**PROBLEM DESCRIPTION**
Among the entries below, one stretch runs from the line that contains "cursor_x += content_font.advance(&glyph);" through the line that contains "let bullet = (option_size". Repeat that stretch exactly, ends included, and only that.
*** Begin section ***
impl Scene<'_> {
    fn typing(&self, width: u32, height: u32) -> Result<Canvas> {
        let p = self.palette;
        let mut canvas = Canvas::new(width, height, p.background)?;
        self.title(&mut canvas, &format!("{} Extension", self.options.name));

        // Browser-like window
        let padding = frac(width, 0.1);
        let window_y = frac(height, 0.22);
        let window_height = frac(height, 0.65);
        canvas.rectangle(
            Rect::new(padding, window_y, width as i32 - padding, window_y + window_height),
            Some(p.surface),
            Some(Outline::new(p.secondary, 2)),
        );

        // Address bar
        let bar_height = frac(height, 0.05);
        canvas.rectangle(
            Rect::new(padding, window_y, width as i32 - padding, window_y + bar_height),
            Some(p.background),
            Some(Outline::new(p.secondary, 1)),
        );
        let address_font = self.fonts.resolve(font_px(height, 0.025), false);
        canvas.draw_text(
            ((padding + 10) as f32, (window_y + bar_height / 4) as f32),
            "https://example.com",
            &address_font,
            p.text_dark,
        );

        // Text mid-way through being typed: finished characters in green
        let content_y = window_y + bar_height + 30;
        let content_size = font_px(height, 0.04);
        let content_font = self.fonts.resolve(content_size, false);
        let typed = "Hello World!";
        let pending_from = typed.chars().count().saturating_sub(3);

        let mut cursor_x = (padding + 30) as f32;
        for (i, ch) in typed.chars().enumerate() {
            let color = if i < pending_from { p.success } else { p.text_dark };
            let glyph = ch.to_string();
            canvas.draw_text((cursor_x, content_y as f32), &glyph, &content_font, color);
            cursor_x += content_font.advance(&glyph);
        }

        let cursor_x = cursor_x as i32;
        canvas.fill_rect(
            Rect::new(cursor_x + 2, content_y, cursor_x + 6, content_y + content_size as i32),
            p.primary,
        );

        self.caption(
            &mut canvas,
            "Realistic typing simulation for impressive demos",
            0.95,
        );
        Ok(canvas)
    }

    fn settings(&self, width: u32, height: u32) -> Result<Canvas> {
        let p = self.palette;
        let mut canvas = Canvas::new(width, height, p.background)?;
        self.title(&mut canvas, "Easy Configuration");

        let panel_width = frac(width, 0.5);
        let panel_height = frac(height, 0.65);
        let panel_x = centered_start(width, panel_width);
        let panel_y = frac(height, 0.22);
        canvas.rounded_rectangle(
            Rect::from_origin_size(panel_x, panel_y, panel_width, panel_height),
            10,
            Some(p.surface),
            Some(Outline::new(p.primary, 3)),
        );

        let header_font = self.fonts.resolve(font_px(height, 0.05), true);
        canvas.draw_text(
            ((panel_x + 20) as f32, (panel_y + 20) as f32),
            "Settings",
            &header_font,
            p.primary,
        );

        let option_size = font_px(height, 0.035);
        let option_font = self.fonts.resolve(option_size, false);
        let option_spacing = frac(height, 0.08);
        let bullet = (option_size as i32 * 2 / 5).max(2);
        let mut option_y = panel_y + 100;

        for option in [
            "Typing Speed: Adjustable",
            "Delay: Customizable",
            "Target: Any Text Field",
            "Keyboard Shortcuts",
        ] {
            let bullet_x = panel_x + 40;
            let bullet_y = option_y + (option_size as i32 - bullet) / 2;
            canvas.fill_rect(
                Rect::from_origin_size(bullet_x, bullet_y, bullet, bullet),
                p.accent,
            );
            canvas.draw_text(
                ((bullet_x + bullet * 2) as f32, option_y as f32),
                option,
                &option_font,
                p.text_dark,
            );
            option_y += option_spacing;
        }

        self.caption(
            &mut canvas,
            "Customize typing speed and behavior to match your demo style",
            0.95,
        );
        Ok(canvas)
    }

    fn use_cases(&self, width: u32, height: u32) -> Result<Canvas> {
        let p = self.palette;
        let mut canvas = Canvas::new(width, height, p.background)?;
        self.title(&mut canvas, "Perfect for Presentations");

        let box_width = frac(width, 0.25);
        let box_height = frac(height, 0.5);
        let box_y = frac(height, 0.25);
        let spacing = frac(width, 0.04);

        let icon_font = self.fonts.resolve(font_px(height, 0.12), false);
        let title_font = self.fonts.resolve(font_px(height, 0.045), true);
        let desc_font = self.fonts.resolve(font_px(height, 0.03), false);
        let desc_spacing = frac(height, 0.04);

        let features = [
            ("</>", "Code Demos", ["Perfect for live", "coding sessions"]),
            ("Aa", "Tutorials", ["Create engaging", "video tutorials"]),
            ("[>]", "Presentations", ["Impress your", "audience"]),
        ];

        for (box_x, (icon, title, desc)) in row_starts(width, features.len(), box_width, spacing)
            .into_iter()
            .zip(features)
        {
            canvas.rounded_rectangle(
                Rect::from_origin_size(box_x, box_y, box_width, box_height),
                10,
                Some(p.surface),
                Some(Outline::new(p.primary, 2)),
            );

            let mid_x = (box_x + box_width / 2) as f32;
            let at = |fraction: f64| (box_y + frac(box_height as u32, fraction)) as f32;

            canvas.draw_text_centered((mid_x, at(0.25)), icon, &icon_font, p.primary);
            canvas.draw_text_centered((mid_x, at(0.55)), title, &title_font, p.text_dark);

            let mut desc_y = box_y + frac(box_height as u32, 0.7);
            for line in desc {
                canvas.draw_text_centered((mid_x, desc_y as f32), line, &desc_font, p.text_dark);
                desc_y += desc_spacing;
            }
        }

        self.caption(
            &mut canvas,
            "Make your demonstrations look professional and polished",
            0.92,
        );
        Ok(canvas)
    }

    fn small_tile(&self, width: u32, height: u32) -> Result<Canvas> {
        let p = self.palette;
        let mut canvas = Canvas::new(width, height, p.primary)?;
        let mid_x = (width / 2) as f32;

        let icon_font = self.fonts.resolve(font_px(height, 0.4), true);
        canvas.draw_text_centered((mid_x, frac(height, 0.35) as f32), "T", &icon_font, p.text);

        let title_font = self.fonts.resolve(font_px(height, 0.12), true);
        canvas.draw_text_centered(
            (mid_x, frac(height, 0.68) as f32),
            &self.options.name,
            &title_font,
            p.text,
        );

        let subtitle_font = self.fonts.resolve(font_px(height, 0.07), false);
        canvas.draw_text_wrapped(
            (mid_x, frac(height, 0.85) as f32),
            &self.options.tagline,
            &subtitle_font,
            p.text,
            frac(width, 0.9) as f32,
        );

        Ok(canvas)
    }

    fn marquee_tile(&self, width: u32, height: u32) -> Result<Canvas> {
        let p = self.palette;
        let mut canvas = Canvas::new(width, height, p.primary)?;

        // Left 40%: the brand glyph
        let left_width = frac(width, 0.4);
        let icon_font = self.fonts.resolve(font_px(height, 0.4), true);
        canvas.draw_text_centered(
            ((left_width / 2) as f32, (height / 2) as f32),
            "T",
            &icon_font,
            p.text,
        );

        // Right side: name, pitch and feature list, left-aligned
        let right_x = left_width + frac(width, 0.05);
        let column_width = width as i32 - right_x - frac(width, 0.05);

        let title_font = self.fonts.resolve(font_px(height, 0.12), true);
        canvas.draw_text(
            (right_x as f32, frac(height, 0.2) as f32),
            &format!("{} Extension", self.options.name),
            &title_font,
            p.text,
        );

        let subtitle_font = self.fonts.resolve(font_px(height, 0.06), false);
        let mut subtitle_y = frac(height, 0.4) as f32;
        for line in wrap_lines(
            "Create impressive demos with realistic typing simulation",
            &subtitle_font,
            column_width as f32,
        ) {
            canvas.draw_text((right_x as f32, subtitle_y), &line, &subtitle_font, p.text);
            subtitle_y += subtitle_font.line_height();
        }

        let feature_font = self.fonts.resolve(font_px(height, 0.045), false);
        let mut feature_y = frac(height, 0.58);
        for feature in [
            "✓ Adjustable typing speed",
            "✓ Natural typing patterns",
            "✓ Easy keyboard shortcuts",
        ] {
            canvas.draw_text(
                ((right_x + 20) as f32, feature_y as f32),
                feature,
                &feature_font,
                p.text,
            );
            feature_y += frac(height, 0.1);
        }

        Ok(canvas)
    }

    /// Bold heading centered near the top of a screenshot.
    fn title(&self, canvas: &mut Canvas, text: &str) {
        let (width, height) = (canvas.width(), canvas.height());
        let font = self.fonts.resolve(font_px(height, 0.08), true);
        canvas.draw_text_centered(
            ((width / 2) as f32, frac(height, 0.12) as f32),
            text,
            &font,
            self.palette.text_dark,
        );
    }

    /// One-sentence description centered at `y_fraction` of the height.
    fn caption(&self, canvas: &mut Canvas, text: &str, y_fraction: f64) {
        let (width, height) = (canvas.width(), canvas.height());
        let font = self.fonts.resolve(font_px(height, 0.03), false);
        canvas.draw_text_wrapped(
            ((width / 2) as f32, frac(height, y_fraction) as f32),
            text,
            &font,
            self.palette.text_dark,
            frac(width, 0.9) as f32,
        );
    }
}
*** End section ***
**REPLY**
            cursor_x += content_font.advance(&glyph);
        }

        let cursor_x = cursor_x as i32;
        canvas.fill_rect(
            Rect::new(cursor_x + 2, content_y, cursor_x + 6, content_y + content_size as i32),
            p.primary,
        );

        self.caption(
            &mut canvas,
            "Realistic typing simulation for impressive demos",
            0.95,
        );
        Ok(canvas)
    }

    fn settings(&self, width: u32, height: u32) -> Result<Canvas> {
        let p = self.palette;
        let mut canvas = Canvas::new(width, height, p.background)?;
        self.title(&mut canvas, "Easy Configuration");

        let panel_width = frac(width, 0.5);
        let panel_height = frac(height, 0.65);
        let panel_x = centered_start(width, panel_width);
        let panel_y = frac(height, 0.22);
        canvas.rounded_rectangle(
            Rect::from_origin_size(panel_x, panel_y, panel_width, panel_height),
            10,
            Some(p.surface),
            Some(Outline::new(p.primary, 3)),
        );

        let header_font = self.fonts.resolve(font_px(height, 0.05), true);
        canvas.draw_text(
            ((panel_x + 20) as f32, (panel_y + 20) as f32),
            "Settings",
            &header_font,
            p.primary,
        );

        let option_size = font_px(height, 0.035);
        let option_font = self.fonts.resolve(option_size, false);
        let option_spacing = frac(height, 0.08);
        let bullet = (option_size as i32 * 2 / 5).max(2);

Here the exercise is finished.